Electron impact ionization of the five isomeric 2,3,4,5‐tetrahydro‐9‐azido‐7,8‐dinitro‐, 2,3,4,5‐tetrahydro‐8‐azido‐7,9‐dinitro‐, 2,3,4,5‐tetrahydro‐8‐azido‐7,10‐dinitro‐, 2,3,4,5‐tetrahydro‐7‐azido‐8,9‐dinitro‐, 2,3,4,5‐tetrahydro‐7‐azido‐8,10‐dinitro‐ and the related 2,3,4,5‐tetrahydro‐7‐acetamido‐8‐azido‐9‐nitro‐, 2,3,4,5‐tetrahydro‐7‐acetamido‐9‐azido‐8‐nitro‐, 2,3,4,5‐tetrahydro‐9‐acetamido‐7‐azido‐8‐nitro‐, 2,3,4,5‐tetrahydro‐10‐acetamido‐7‐azido‐8‐nitrobenzo[b] [1,4]dioxocin derivatives furnished, after elimination of nitrogen, the corresponding nitro and acetamido dioxocino‐annelated benzofuroxans. Further loss of oxygen from the latter afforded the corresponding benzofurazans. It was shown in two cases that these processes occur primarily upon electron impact ionization, without excluding some small fraction undergoing a thermal degradation process. The proposed fragmentation patterns are supported by high‐resolution and mass‐analyzed ion kinetic energy spectroscopic data.

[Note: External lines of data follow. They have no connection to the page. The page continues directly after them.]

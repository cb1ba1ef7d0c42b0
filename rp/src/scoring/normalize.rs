//! Raw signal extraction and min-max normalization

use crate::domain::{Dimension, VendorOption};

/// Raw value of a dimension for an option; missing signals count as 0
///
/// `capacity_need` caps capacity so oversized venues are not favored beyond
/// what the group needs.
pub fn raw_signal(option: &VendorOption, dimension: Dimension, capacity_need: u32) -> f64 {
    match dimension {
        Dimension::Price => option.price_f64(),
        Dimension::Trust => option.rating.unwrap_or(0.0),
        Dimension::Location => option
            .location_score
            .or_else(|| option.signals.get(&Dimension::Location).copied())
            .unwrap_or(0.0),
        Dimension::Amenities => option.amenities.len() as f64,
        Dimension::Equipment => option.equipment.len() as f64,
        Dimension::Dietary => option.dietary_options.len() as f64,
        Dimension::Capacity => option.capacity().map(|c| c.min(capacity_need)).unwrap_or(0) as f64,
        Dimension::Timing | Dimension::Comfort | Dimension::Service => {
            option.signals.get(&dimension).copied().unwrap_or(0.0)
        }
    }
}

/// Scale values onto [0, 1] over their observed range
///
/// Inverse dimensions map the minimum to 1. A flat range maps everything to 1.
pub fn normalize(values: &[f64], inverse: bool) -> Vec<f64> {
    let min = values.iter().copied().fold(f64::INFINITY, f64::min);
    let max = values.iter().copied().fold(f64::NEG_INFINITY, f64::max);
    let range = max - min;

    if !range.is_finite() || range <= f64::EPSILON * max.abs().max(1.0) {
        return vec![1.0; values.len()];
    }

    values
        .iter()
        .map(|v| {
            let s = if inverse { (max - v) / range } else { (v - min) / range };
            s.clamp(0.0, 1.0)
        })
        .collect()
}
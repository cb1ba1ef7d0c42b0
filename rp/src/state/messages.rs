//! State manager messages
//!
//! Commands and responses for the actor pattern.

use sessionstore::StoreStats;
use std::fmt;
use thiserror::Error;
use tokio::sync::oneshot;

use crate::domain::{Session, Stage};
use crate::error::PlanError;

/// Errors from state operations
#[derive(Debug, Error)]
pub enum StateError {
    #[error("Session not found: {0}")]
    NotFound(String),

    #[error("Store error: {0}")]
    StoreError(String),

    #[error("Channel error")]
    ChannelError,
}

/// Response from state operations
pub type StateResponse<T> = Result<T, StateError>;

/// Pure read-modify-write step run inside the actor
///
/// Returning an error leaves the stored session untouched.
pub type TransitionFn = Box<dyn FnOnce(&Session) -> Result<Session, PlanError> + Send>;

/// Commands sent to the StateManager actor
pub enum StateCommand {
    CreateSession {
        session: Session,
        reply: oneshot::Sender<StateResponse<String>>,
    },
    GetSession {
        id: String,
        reply: oneshot::Sender<StateResponse<Option<Session>>>,
    },
    PutSession {
        session: Session,
        reply: oneshot::Sender<StateResponse<()>>,
    },
    DeleteSession {
        id: String,
        reply: oneshot::Sender<StateResponse<bool>>,
    },
    ListSessions {
        stage_filter: Option<Stage>,
        reply: oneshot::Sender<StateResponse<Vec<Session>>>,
    },
    Transition {
        id: String,
        apply: TransitionFn,
        reply: oneshot::Sender<Result<Session, PlanError>>,
    },
    Stats {
        reply: oneshot::Sender<StoreStats>,
    },

    // Shutdown
    Shutdown,
}

impl fmt::Debug for StateCommand {
    fn fmt(&self, f: &mut fmt::Formatter<'_>) -> fmt::Result {
        match self {
            Self::CreateSession { session, .. } => write!(f, "CreateSession({})", session.id),
            Self::GetSession { id, .. } => write!(f, "GetSession({})", id),
            Self::PutSession { session, .. } => write!(f, "PutSession({})", session.id),
            Self::DeleteSession { id, .. } => write!(f, "DeleteSession({})", id),
            Self::ListSessions { stage_filter, .. } => write!(f, "ListSessions({:?})", stage_filter),
            Self::Transition { id, .. } => write!(f, "Transition({})", id),
            Self::Stats { .. } => f.write_str("Stats"),
            Self::Shutdown => f.write_str("Shutdown"),
        }
    }
}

Similar work on the unsubstituted 6,7‐dihydro[1,4]dioxino[2,3‐f]‐ and 7,8‐dihydro‐6H‐[1,4]dioxepino[2,3‐f]‐2,1,3‐benzoxa‐diazole 1‐oxide reveal that loss of oxygen from the molecular ion to furnish the corresponding benzofurazans is the result of electron impact ionization (at least in part).